“The Chinese take a hostile stand against cold foods in general. They will seriously screw up your qi, sweltering weather or not”
Perfect outdoor weather in Beijing doesn’t come but once in a blue moon – but when the skies are sunny, there’s nothing that a tank top, a cold drink, and a slight bit of shade can’t tackle. Also necessary in the armory is a good working knowledge of cold dishes that require little or no cooking.
Despite its undeserved bad rap in the West, the ideal summer meal really is cold pasta. Noodles make it hearty and filling; crunchy, fresh veggies make it surprisingly light. The trick to pasta salad is an easy one: lots of tangy, extra flavorful dressing tossed while the pasta is still warm and slightly undercooked. Chinese cold noodles, which thankfully have been spared the indignity of side dish infamy, deviate slightly from this basic concept.
There is the majiangmian, or sesame paste noodles. Chinese sesame paste, a close cousin of tahini, is made from roasted white sesame seeds, unlike the Middle Eastern sauce, which is made from unroasted seeds. The roasting gives the paste a darker color and nuttier taste. Majiang, or sesame paste in its many thicknesses, is ubiquitous in a variety of cold Chinese dishes, where it sauces cucumbers, spinach, eggplant, rice or flour noodles. But a truly traditional majiangmian, no matter how cold, always sits a little heavy in my stomach – all that gluten working full speed ahead towards a coma. The perfect summer meal has to be lighter, juicier, crunchier.
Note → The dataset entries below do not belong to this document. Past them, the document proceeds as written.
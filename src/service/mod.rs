//! The facade the desktop shell's IPC boundary calls into.
//!
//! Wires config, storage, event bus, manager, and controller together.
//! The UI layer is untrusted, so every inbound operation passes through an
//! operation-level rate limiter before it reaches the core.

use std::path::PathBuf;
use std::sync::Arc;

use chrono::Duration;

use crate::config::AuthConfig;
use crate::device::{DeviceAuthorization, DeviceAuthorizationController};
use crate::error::AuthError;
use crate::events::{AuthEvent, AuthEventBus, AuthSubscription};
use crate::limit::RateLimiter;
use crate::manager::SessionManager;
use crate::provider::ProviderClient;
use crate::session::Session;
use crate::storage::{OsEncryption, SecureStorage};

/// Window shared by all per-operation budgets.
pub const OP_WINDOW_SECONDS: i64 = 60;

pub const START_FLOW_BUDGET: u32 = 10;
pub const CANCEL_FLOW_BUDGET: u32 = 10;
pub const GET_SESSION_BUDGET: u32 = 120;
pub const SIGN_OUT_BUDGET: u32 = 10;
pub const STORAGE_PROBE_BUDGET: u32 = 60;
pub const SUBSCRIBE_BUDGET: u32 = 30;

/// Authentication entry point for the embedding application.
///
/// Cheap to clone; clones share all state.
#[derive(Clone)]
pub struct AuthService {
    controller: DeviceAuthorizationController,
    manager: SessionManager,
    events: AuthEventBus,
    storage: SecureStorage,
    ops: RateLimiter,
}

impl std::fmt::Debug for AuthService {
    fn fmt(&self, f: &mut std::fmt::Formatter<'_>) -> std::fmt::Result {
        f.debug_struct("AuthService")
            .field("os_encryption", &self.storage.is_os_encryption())
            .field("polling", &self.controller.is_polling())
            .finish_non_exhaustive()
    }
}

impl AuthService {
    /// Build the full stack: probe storage, construct the provider client,
    /// manager, and controller.
    pub fn new(config: AuthConfig, storage_dir: PathBuf, encryption: Arc<dyn OsEncryption>) -> Self {
        let storage = SecureStorage::probe(storage_dir, encryption);
        Self::from_components(ProviderClient::new(config), storage)
    }

    /// Assemble from pre-built components, for tests that point the provider
    /// at a mock server.
    pub fn from_components(provider: ProviderClient, storage: SecureStorage) -> Self {
        let events = AuthEventBus::default();
        let manager = SessionManager::new(provider.clone(), storage.clone(), events.clone());
        let controller =
            DeviceAuthorizationController::new(provider, manager.clone(), events.clone());
        Self {
            controller,
            manager,
            events,
            storage,
            ops: RateLimiter::new(),
        }
    }

    /// Restore the persisted session at startup and announce it.
    ///
    /// Not an IPC-facing operation, so it is not rate limited.
    pub fn initialize(&self) -> Option<Session> {
        let session = self.manager.restore()?;
        self.events.notify(&AuthEvent::SignedIn(session.clone()));
        Some(session)
    }

    /// Begin the device authorization flow and return the pairing payload.
    pub async fn start_device_flow(&self) -> Result<DeviceAuthorization, AuthError> {
        self.check_op("start_device_flow", START_FLOW_BUDGET)?;
        self.controller.start().await
    }

    /// Stop any running device authorization flow.
    pub fn cancel_device_flow(&self) -> Result<(), AuthError> {
        self.check_op("cancel_device_flow", CANCEL_FLOW_BUDGET)?;
        self.controller.cancel();
        Ok(())
    }

    /// Current session, refreshed first if it is about to expire.
    pub async fn get_session(&self) -> Result<Option<Session>, AuthError> {
        self.check_op("get_session", GET_SESSION_BUDGET)?;
        self.manager.get_session().await
    }

    /// Sign out. The underlying teardown never fails; only the operation
    /// gate can.
    pub async fn sign_out(&self) -> Result<(), AuthError> {
        self.check_op("sign_out", SIGN_OUT_BUDGET)?;
        self.manager.sign_out().await;
        Ok(())
    }

    /// Whether session material is protected by OS-level encryption rather
    /// than the software fallback.
    pub fn is_secure_storage_available(&self) -> Result<bool, AuthError> {
        self.check_op("is_secure_storage_available", STORAGE_PROBE_BUDGET)?;
        Ok(self.storage.is_os_encryption())
    }

    /// Subscribe to auth state transitions. Dropping the returned guard
    /// unsubscribes.
    pub fn on_auth_state_change<F>(&self, listener: F) -> Result<AuthSubscription, AuthError>
    where
        F: Fn(&AuthEvent) + Send + Sync + 'static,
    {
        self.check_op("on_auth_state_change", SUBSCRIBE_BUDGET)?;
        Ok(self.events.subscribe(listener))
    }

    /// Whether a device authorization poll is live.
    pub fn is_polling(&self) -> bool {
        self.controller.is_polling()
    }

    fn check_op(&self, operation: &str, budget: u32) -> Result<(), AuthError> {
        self.ops
            .check(operation, budget, Duration::seconds(OP_WINDOW_SECONDS))
    }
}
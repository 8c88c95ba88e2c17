//! Error types for sidecar-auth.

use thiserror::Error;

use crate::provider::ProviderCode;

/// Primary error type for all authentication, session, and storage operations.
///
/// Variants carry owned strings rather than source errors so the whole enum
/// stays `Clone`; the refresh path resolves one shared future for every
/// concurrent caller and hands each of them the same outcome.
#[derive(Debug, Clone, Error)]
pub enum AuthError {
    #[error("Configuration error: {0}")]
    Configuration(String),

    #[error("Network error: {0}")]
    Network(String),

    #[error("Provider error ({code}): {message}")]
    Provider { code: ProviderCode, message: String },

    #[error("Invalid response: {0}")]
    Validation(String),

    #[error("Rate limited")]
    RateLimited { retry_after_ms: Option<u64> },

    #[error("Storage error: {0}")]
    Storage(String),

    #[error("Refresh tokens cannot be persisted by fallback storage")]
    RefreshTokenNotPersistable,

    #[error("No refresh token available")]
    NoRefreshToken,

    #[error("Token refresh not needed")]
    RefreshNotNeeded,

    #[error("Re-authentication required")]
    ReauthenticationRequired,

    #[error("IO error: {0}")]
    Io(String),

    #[error("Serialization error: {0}")]
    Serialization(String),
}

impl AuthError {
    /// Whether the operation may succeed if simply retried later.
    pub fn is_retryable(&self) -> bool {
        matches!(self, Self::Network(_) | Self::RateLimited { .. })
    }

    /// Whether a failed refresh leaves the current session beyond saving.
    ///
    /// Callers holding a session tear it down on these errors; anything else
    /// is transient and the existing session stays in place.
    pub fn ends_session(&self) -> bool {
        matches!(
            self,
            Self::ReauthenticationRequired | Self::RateLimited { .. }
        )
    }
}

impl From<reqwest::Error> for AuthError {
    fn from(error: reqwest::Error) -> Self {
        Self::Network(error.to_string())
    }
}

impl From<std::io::Error> for AuthError {
    fn from(error: std::io::Error) -> Self {
        Self::Io(error.to_string())
    }
}

impl From<serde_json::Error> for AuthError {
    fn from(error: serde_json::Error) -> Self {
        Self::Serialization(error.to_string())
    }
}

/// Convenience alias.
pub type Result<T> = std::result::Result<T, AuthError>;
//! Session, token, and user-profile types shared across the crate.

use chrono::{DateTime, Duration, Utc};
use serde::{Deserialize, Serialize};

/// Tokens are refreshed once they are inside this window before expiry.
pub const REFRESH_GRACE_PERIOD_MINUTES: i64 = 5;
/// How long past expiry a token may still be exchanged for a fresh one;
/// beyond this the user signs in again.
pub const STALE_GRACE_PERIOD_SECONDS: i64 = 60;
/// Longest token lifetime accepted from the provider.
pub const MAX_TOKEN_LIFETIME_HOURS: i64 = 24;

/// OAuth token material for one session.
#[derive(Debug, Clone, Serialize, Deserialize)]
pub struct Tokens {
    pub access_token: String,
    #[serde(skip_serializing_if = "Option::is_none")]
    pub refresh_token: Option<String>,
    #[serde(skip_serializing_if = "Option::is_none")]
    pub id_token: Option<String>,
    pub expires_at: DateTime<Utc>,
    pub token_type: String,
    #[serde(skip_serializing_if = "Option::is_none")]
    pub scope: Option<String>,
}

impl Tokens {
    /// Whether the access token is close enough to expiry to refresh now.
    pub fn needs_refresh(&self) -> bool {
        let grace = Duration::minutes(REFRESH_GRACE_PERIOD_MINUTES);
        Utc::now() >= self.expires_at - grace
    }

    pub fn is_expired(&self) -> bool {
        Utc::now() >= self.expires_at
    }

    /// Whether the token expired so long ago that refreshing it is no longer
    /// allowed.
    pub fn is_beyond_refresh_window(&self) -> bool {
        Utc::now() - self.expires_at > Duration::seconds(STALE_GRACE_PERIOD_SECONDS)
    }
}

/// Identity-provider profile for the signed-in user.
///
/// Only `sub` is guaranteed; anything else the provider includes beyond the
/// named fields lands in `extra` untouched.
#[derive(Debug, Clone, Serialize, Deserialize)]
pub struct User {
    pub sub: String,
    #[serde(skip_serializing_if = "Option::is_none")]
    pub email: Option<String>,
    #[serde(skip_serializing_if = "Option::is_none")]
    pub name: Option<String>,
    #[serde(skip_serializing_if = "Option::is_none")]
    pub created_at: Option<String>,
    #[serde(flatten)]
    pub extra: serde_json::Map<String, serde_json::Value>,
}

impl User {
    /// Log-safe projection. Everything outside this allow-list stays out of
    /// log output and diagnostics.
    pub fn summary(&self) -> UserSummary {
        UserSummary {
            sub: self.sub.clone(),
            email: self.email.clone(),
            created_at: self.created_at.clone(),
        }
    }
}

/// The subset of [`User`] fields that may appear in logs.
#[derive(Debug, Clone, Serialize, PartialEq, Eq)]
pub struct UserSummary {
    pub sub: String,
    pub email: Option<String>,
    pub created_at: Option<String>,
}

/// The authoritative unit of authentication state: one user, one set of
/// tokens. Persisted as a whole and replaced atomically.
#[derive(Debug, Clone, Serialize, Deserialize)]
pub struct Session {
    pub user: User,
    pub tokens: Tokens,
}

impl Session {
    /// Copy of this session with the refresh token removed, for storage
    /// backends that refuse to persist one.
    pub fn without_refresh_token(&self) -> Session {
        let mut session = self.clone();
        session.tokens.refresh_token = None;
        session
    }
}
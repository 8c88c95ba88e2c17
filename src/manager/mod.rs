//! Session lifecycle: the in-memory session, proactive refresh, sign-out.
//!
//! Exactly one session is authoritative at a time and every mutation of it
//! goes through the manager. Refresh is single-flight: concurrent callers
//! share one in-flight future instead of racing the token endpoint.

use std::sync::{Arc, Mutex, RwLock};

use chrono::Duration;
use futures::future::{BoxFuture, Shared};
use futures::FutureExt;
use tracing::{debug, info, warn};

use crate::error::AuthError;
use crate::events::{AuthEvent, AuthEventBus};
use crate::limit::RateLimiter;
use crate::provider::{ProviderClient, ProviderCode};
use crate::session::Session;
use crate::storage::{SecureStorage, SESSION_KEY};

/// Refresh attempts allowed per refresh token within the rolling window.
pub const REFRESH_MAX_ATTEMPTS: u32 = 5;

/// Length of the rolling refresh-attempt window.
pub const REFRESH_WINDOW_SECONDS: i64 = 60;

type SharedRefresh = Shared<BoxFuture<'static, Result<Session, AuthError>>>;

/// Owns the current [`Session`] and coordinates refresh and sign-out.
///
/// Cheap to clone; clones share the same session, refresh gate, and
/// rate-limit state.
#[derive(Clone)]
pub struct SessionManager {
    provider: ProviderClient,
    storage: SecureStorage,
    events: AuthEventBus,
    session: Arc<RwLock<Option<Session>>>,
    refresh_gate: Arc<Mutex<Option<SharedRefresh>>>,
    limiter: RateLimiter,
}

impl std::fmt::Debug for SessionManager {
    fn fmt(&self, f: &mut std::fmt::Formatter<'_>) -> std::fmt::Result {
        f.debug_struct("SessionManager")
            .field("authenticated", &self.current_session().is_some())
            .finish_non_exhaustive()
    }
}

impl SessionManager {
    pub fn new(provider: ProviderClient, storage: SecureStorage, events: AuthEventBus) -> Self {
        Self {
            provider,
            storage,
            events,
            session: Arc::new(RwLock::new(None)),
            refresh_gate: Arc::new(Mutex::new(None)),
            limiter: RateLimiter::new(),
        }
    }

    /// Snapshot of the current session, if any.
    pub fn current_session(&self) -> Option<Session> {
        self.session.read().unwrap().clone()
    }

    /// Persist `session`, make it current, and announce the sign-in.
    ///
    /// When the fallback storage backend refuses the refresh token, the
    /// persisted copy is stripped of it; the in-memory session keeps the
    /// full token set.
    pub fn install_session(&self, session: Session) {
        self.persist_session(&session);
        self.replace_session(session.clone());
        info!(user = ?session.user.summary(), "session installed");
        self.events.notify(&AuthEvent::SignedIn(session));
    }

    /// Load the persisted session at startup. Unreadable material and
    /// sessions expired beyond the refresh window are discarded.
    pub fn restore(&self) -> Option<Session> {
        let raw = self.storage.get(SESSION_KEY)?;
        let session: Session = match serde_json::from_str(&raw) {
            Ok(session) => session,
            Err(e) => {
                warn!(error = %e, "persisted session is unreadable, discarding");
                self.storage.remove(SESSION_KEY);
                return None;
            }
        };
        if session.tokens.is_beyond_refresh_window() {
            info!("persisted session expired too long ago, discarding");
            self.storage.remove(SESSION_KEY);
            return None;
        }
        debug!(user = ?session.user.summary(), "restored persisted session");
        self.replace_session(session.clone());
        Some(session)
    }

    /// Current session for callers that need a usable access token.
    ///
    /// Refreshes first when the token is inside the five-minute expiry
    /// buffer. A refresh failure that ends the session (stale beyond the
    /// grace window, attempt budget exhausted, or a provider rejection that
    /// already signed us out) yields `Ok(None)`; any other failure serves
    /// the possibly stale session rather than blocking the caller.
    pub async fn get_session(&self) -> Result<Option<Session>, AuthError> {
        let Some(session) = self.current_session() else {
            return Ok(None);
        };
        if !session.tokens.needs_refresh() {
            return Ok(Some(session));
        }
        match self.refresh().await {
            Ok(refreshed) => Ok(Some(refreshed)),
            Err(AuthError::RefreshNotNeeded) => Ok(self.current_session()),
            Err(err) if err.ends_session() => {
                warn!(error = %err, "refresh failed, ending session");
                if self.current_session().is_some() {
                    self.sign_out().await;
                }
                Ok(None)
            }
            Err(err) => {
                warn!(error = %err, "refresh failed, serving possibly stale session");
                Ok(Some(session))
            }
        }
    }

    /// Exchange the refresh token for fresh access credentials.
    ///
    /// Concurrent callers share a single in-flight exchange and all see its
    /// result.
    pub async fn refresh(&self) -> Result<Session, AuthError> {
        let inflight = {
            let mut gate = self.refresh_gate.lock().unwrap();
            match gate.as_ref() {
                Some(inflight) => inflight.clone(),
                None => {
                    let manager = self.clone();
                    let fresh = async move { manager.refresh_inner().await }.boxed().shared();
                    *gate = Some(fresh.clone());
                    fresh
                }
            }
        };
        let result = inflight.await;
        let mut gate = self.refresh_gate.lock().unwrap();
        if gate.as_ref().and_then(|pending| pending.peek()).is_some() {
            *gate = None;
        }
        result
    }

    async fn refresh_inner(&self) -> Result<Session, AuthError> {
        let session = self.current_session().ok_or(AuthError::NoRefreshToken)?;
        let Some(refresh_token) = session.tokens.refresh_token.clone() else {
            return Err(AuthError::NoRefreshToken);
        };
        if !session.tokens.needs_refresh() {
            return Err(AuthError::RefreshNotNeeded);
        }
        if session.tokens.is_beyond_refresh_window() {
            return Err(AuthError::ReauthenticationRequired);
        }
        self.limiter.check(
            &refresh_token,
            REFRESH_MAX_ATTEMPTS,
            Duration::seconds(REFRESH_WINDOW_SECONDS),
        )?;

        let response = match self.provider.refresh_token(&refresh_token).await {
            Ok(response) => response,
            Err(AuthError::Provider {
                code: ProviderCode::InvalidGrant,
                message,
            }) => {
                warn!(message, "refresh token rejected by provider, signing out");
                self.sign_out().await;
                return Err(AuthError::ReauthenticationRequired);
            }
            Err(AuthError::Provider {
                code: ProviderCode::InvalidClient,
                message,
            }) => {
                return Err(AuthError::Configuration(message));
            }
            Err(err) => return Err(err),
        };

        let tokens = response.into_tokens(Some(refresh_token.clone()))?;
        let refreshed = Session {
            user: session.user,
            tokens,
        };
        self.persist_session(&refreshed);
        self.replace_session(refreshed.clone());
        self.limiter.clear(&refresh_token);
        info!(expires_at = %refreshed.tokens.expires_at, "access token refreshed");
        self.events.notify(&AuthEvent::TokenRefreshed(refreshed.clone()));
        Ok(refreshed)
    }

    /// Tear the session down. Revocation at the provider is best-effort;
    /// local state is always cleared and `SignedOut` always fires.
    /// Idempotent.
    pub async fn sign_out(&self) {
        let session = self.session.write().unwrap().take();
        if let Some(session) = session {
            if let Some(refresh_token) = session.tokens.refresh_token.as_deref() {
                if let Err(e) = self.provider.revoke_token(refresh_token).await {
                    warn!(error = %e, "token revocation failed during sign-out");
                }
            }
        }
        self.storage.remove(SESSION_KEY);
        info!("signed out");
        self.events.notify(&AuthEvent::SignedOut);
    }

    fn replace_session(&self, session: Session) {
        *self.session.write().unwrap() = Some(session);
    }

    fn persist_session(&self, session: &Session) {
        let serialized = match serde_json::to_string(session) {
            Ok(serialized) => serialized,
            Err(e) => {
                warn!(error = %e, "failed to serialize session");
                return;
            }
        };
        match self.storage.set(SESSION_KEY, &serialized) {
            Ok(()) => {}
            Err(AuthError::RefreshTokenNotPersistable) => {
                debug!("fallback storage refused the refresh token, persisting without it");
                match serde_json::to_string(&session.without_refresh_token()) {
                    Ok(serialized) => {
                        if let Err(e) = self.storage.set(SESSION_KEY, &serialized) {
                            warn!(error = %e, "failed to persist session");
                        }
                    }
                    Err(e) => warn!(error = %e, "failed to serialize session"),
                }
            }
            Err(e) => warn!(error = %e, "failed to persist session"),
        }
    }
}

#[cfg(test)]
mod tests {
    use super::*;
    use crate::config::AuthConfig;
    use crate::session::{Tokens, User};
    use crate::storage::NoOsEncryption;
    use chrono::Utc;
    use tempfile::TempDir;

    fn manager_with_fallback_storage() -> (TempDir, SecureStorage, SessionManager) {
        let dir = TempDir::new().unwrap();
        let storage = SecureStorage::probe(dir.path().to_path_buf(), Arc::new(NoOsEncryption));
        let config = AuthConfig::new("https://sidecar-test.auth0.com", "test-client-id");
        let manager = SessionManager::new(
            ProviderClient::new(config),
            storage.clone(),
            AuthEventBus::default(),
        );
        (dir, storage, manager)
    }

    fn session(expires_in_secs: i64, refresh_token: Option<&str>) -> Session {
        Session {
            user: User {
                sub: "auth0|123".to_string(),
                email: Some("dev@example.com".to_string()),
                name: None,
                created_at: None,
                extra: Default::default(),
            },
            tokens: Tokens {
                access_token: "access".to_string(),
                refresh_token: refresh_token.map(str::to_string),
                id_token: None,
                expires_at: Utc::now() + Duration::seconds(expires_in_secs),
                token_type: "Bearer".to_string(),
                scope: None,
            },
        }
    }

    #[test]
    fn install_strips_refresh_token_for_fallback_storage_only() {
        let (dir, _storage, manager) = manager_with_fallback_storage();
        manager.install_session(session(3600, Some("refresh-R")));

        let current = manager.current_session().unwrap();
        assert_eq!(current.tokens.refresh_token.as_deref(), Some("refresh-R"));

        let raw = std::fs::read(dir.path().join("auth0_session.json")).unwrap();
        let envelope: serde_json::Value = serde_json::from_slice(&raw).unwrap();
        assert!(envelope.get("encrypted").is_some());

        let restored = manager.restore().unwrap();
        assert!(restored.tokens.refresh_token.is_none());
        assert_eq!(restored.tokens.access_token, "access");
    }

    #[test]
    fn restore_discards_sessions_expired_beyond_the_grace_window() {
        let (dir, _storage, manager) = manager_with_fallback_storage();
        manager.install_session(session(-120, None));

        assert!(manager.restore().is_none());
        assert!(!dir.path().join("auth0_session.json").exists());
    }

    #[test]
    fn restore_discards_unreadable_material() {
        let (dir, storage, manager) = manager_with_fallback_storage();
        storage.set(SESSION_KEY, "not a session").unwrap();

        assert!(manager.restore().is_none());
        assert!(!dir.path().join("auth0_session.json").exists());
    }
}
//! Fixed-window attempt limiter keyed by caller-chosen strings.

use std::collections::HashMap;
use std::sync::{Arc, Mutex};

use chrono::{DateTime, Duration, Utc};

use crate::error::AuthError;

#[derive(Debug, Clone, Copy)]
struct AttemptWindow {
    count: u32,
    reset_at: DateTime<Utc>,
}

/// Counts attempts per key inside a fixed window that starts at the first
/// attempt and resets once it has passed.
///
/// `check` admits and records an attempt in one step, so a rejected call
/// leaves the count untouched. Callers that only want failures to accumulate
/// call [`clear`](Self::clear) after a success.
#[derive(Debug, Clone, Default)]
pub struct RateLimiter {
    windows: Arc<Mutex<HashMap<String, AttemptWindow>>>,
}

impl RateLimiter {
    pub fn new() -> Self {
        Self::default()
    }

    /// Record an attempt for `key`, rejecting it when `max_attempts` have
    /// already been admitted inside the current window.
    pub fn check(&self, key: &str, max_attempts: u32, window: Duration) -> Result<(), AuthError> {
        self.check_at(key, max_attempts, window, Utc::now())
    }

    fn check_at(
        &self,
        key: &str,
        max_attempts: u32,
        window: Duration,
        now: DateTime<Utc>,
    ) -> Result<(), AuthError> {
        let mut windows = self.windows.lock().unwrap();
        match windows.get_mut(key) {
            Some(attempts) if now < attempts.reset_at => {
                if attempts.count >= max_attempts {
                    let retry_after = (attempts.reset_at - now).num_milliseconds().max(0) as u64;
                    return Err(AuthError::RateLimited {
                        retry_after_ms: Some(retry_after),
                    });
                }
                attempts.count += 1;
            }
            _ => {
                windows.insert(
                    key.to_string(),
                    AttemptWindow {
                        count: 1,
                        reset_at: now + window,
                    },
                );
            }
        }
        Ok(())
    }

    /// Forget the window for `key`, if any.
    pub fn clear(&self, key: &str) {
        self.windows.lock().unwrap().remove(key);
    }
}

#[cfg(test)]
mod tests {
    use super::*;

    #[test]
    fn admits_up_to_the_limit_then_rejects() {
        let limiter = RateLimiter::new();
        let now = Utc::now();
        let window = Duration::seconds(60);

        for _ in 0..5 {
            limiter.check_at("refresh-token", 5, window, now).unwrap();
        }
        let result = limiter.check_at("refresh-token", 5, window, now);
        match result {
            Err(AuthError::RateLimited { retry_after_ms }) => {
                assert_eq!(retry_after_ms, Some(60_000));
            }
            other => panic!("expected rate limit error, got {other:?}"),
        }
    }

    #[test]
    fn window_resets_after_it_passes() {
        let limiter = RateLimiter::new();
        let start = Utc::now();
        let window = Duration::seconds(60);

        for _ in 0..5 {
            limiter.check_at("key", 5, window, start).unwrap();
        }
        assert!(limiter.check_at("key", 5, window, start).is_err());

        let later = start + Duration::seconds(61);
        limiter.check_at("key", 5, window, later).unwrap();
        // the fresh window admits a full budget again
        for _ in 0..4 {
            limiter.check_at("key", 5, window, later).unwrap();
        }
        assert!(limiter.check_at("key", 5, window, later).is_err());
    }

    #[test]
    fn window_is_fixed_from_the_first_attempt() {
        let limiter = RateLimiter::new();
        let start = Utc::now();
        let window = Duration::seconds(60);

        limiter.check_at("key", 5, window, start).unwrap();
        // attempts late in the window do not extend it
        for _ in 0..4 {
            limiter
                .check_at("key", 5, window, start + Duration::seconds(59))
                .unwrap();
        }
        assert!(limiter
            .check_at("key", 5, window, start + Duration::seconds(59))
            .is_err());
        assert!(limiter
            .check_at("key", 5, window, start + Duration::seconds(60))
            .is_ok());
    }

    #[test]
    fn keys_are_tracked_independently() {
        let limiter = RateLimiter::new();
        let now = Utc::now();
        let window = Duration::seconds(60);

        for _ in 0..5 {
            limiter.check_at("token-a", 5, window, now).unwrap();
        }
        assert!(limiter.check_at("token-a", 5, window, now).is_err());
        assert!(limiter.check_at("token-b", 5, window, now).is_ok());
    }

    #[test]
    fn clear_forgets_recorded_attempts() {
        let limiter = RateLimiter::new();
        let now = Utc::now();
        let window = Duration::seconds(60);

        for _ in 0..5 {
            limiter.check_at("key", 5, window, now).unwrap();
        }
        assert!(limiter.check_at("key", 5, window, now).is_err());

        limiter.clear("key");
        assert!(limiter.check_at("key", 5, window, now).is_ok());
    }

    #[test]
    fn public_check_uses_the_real_clock() {
        let limiter = RateLimiter::new();
        limiter.check("key", 1, Duration::seconds(60)).unwrap();
        assert!(limiter.check("key", 1, Duration::seconds(60)).is_err());
    }
}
For that I turn to the most famous of the cold noodles in Beijing, the zhajiangmian. Right, so the noodles aren’t exactly cold – more like room temperature. Culturally the Chinese take a hostile stand against cold foods in general, arguing that they will seriously screw up your qi, sweltering weather or not. (And thus the explanation for the strange benevolence to lukewarm beer.) The Chinese cook usually serves these noodles tossed with deeply savory fermented soybean paste (a thick, fragrant soy sauce) with thinly julienned cucumbers. The restaurant version, on the other hand, is served with cucumbers and thinly julienned bright pink radishes, pale fresh bean sprouts, and occasionally young soy beans.
Add to that some fresh cilantro, mint, or both, and this turns into the kind of salad-y noodle, served cold and crunchy, that’s perfect for a bright sunny day. Make the sauce ahead of time, julienne the veggies, cook the noodles (the freshly made ones are absolutely key – available at every Chinese supermarket) to just slightly underdone, and you’ll have all you need for a day in the sun (or shade).
Sesame Noodles (Serves 4-6)
1 small red pepper
1 small yellow pepper
1/2 small pink radish
1 large cucumber
1/2 cup bean sprouts
1/4 cup loosely packed cilantro, mint or both
5 stalks of small green onion
1 kg freshly made Chinese noodles
2 tsp sesame oil
4 garlic cloves, minced
3 tsp fresh ginger, minced
1/3 cup sesame paste (mix the paste as it tends to settle and separate)
1/4 cup of warm water
1 tsp sugar
2 tbsp light soy sauce (as opposed to dark)
1 tbsp Chinese vinegar, or lemon juice
Chilli pepper/Sichuan pepper oil to taste (4-5 dried chilli peppers, 4-5 Sichuan peppers)
1/4 cup peanut oil
1. Steep garlic and ginger in about 1/4 cup of warm water. Set aside.
2. Make chilli oil now if using. (Break up
peppers with your hands. Heat 1/4 cup peanut oil in wok until barely smoking. Carefully pour hot oil into a heatproof bowl containing the peppers. Cool.)
3. While the oil cools and the garlic and
ginger steeps, cut all vegetables into thin strips. Roughly chop herbs.
4. Bring a pot of water to a rolling boil. Toss in noodles, stirring well, until just slightly under cooked (about four minutes). Drain. Run noodles under cold water. Drain well, toss with sesame oil, set in fridge to cool.
5. Drizzle garlic/ginger water, discarding the actual garlic and ginger, into the sesame paste until the sauce thins to the consistency of thick yogurt. Combine the rest of the sauce ingredients. Mix well.
6. Assemble veggies on top of noodles.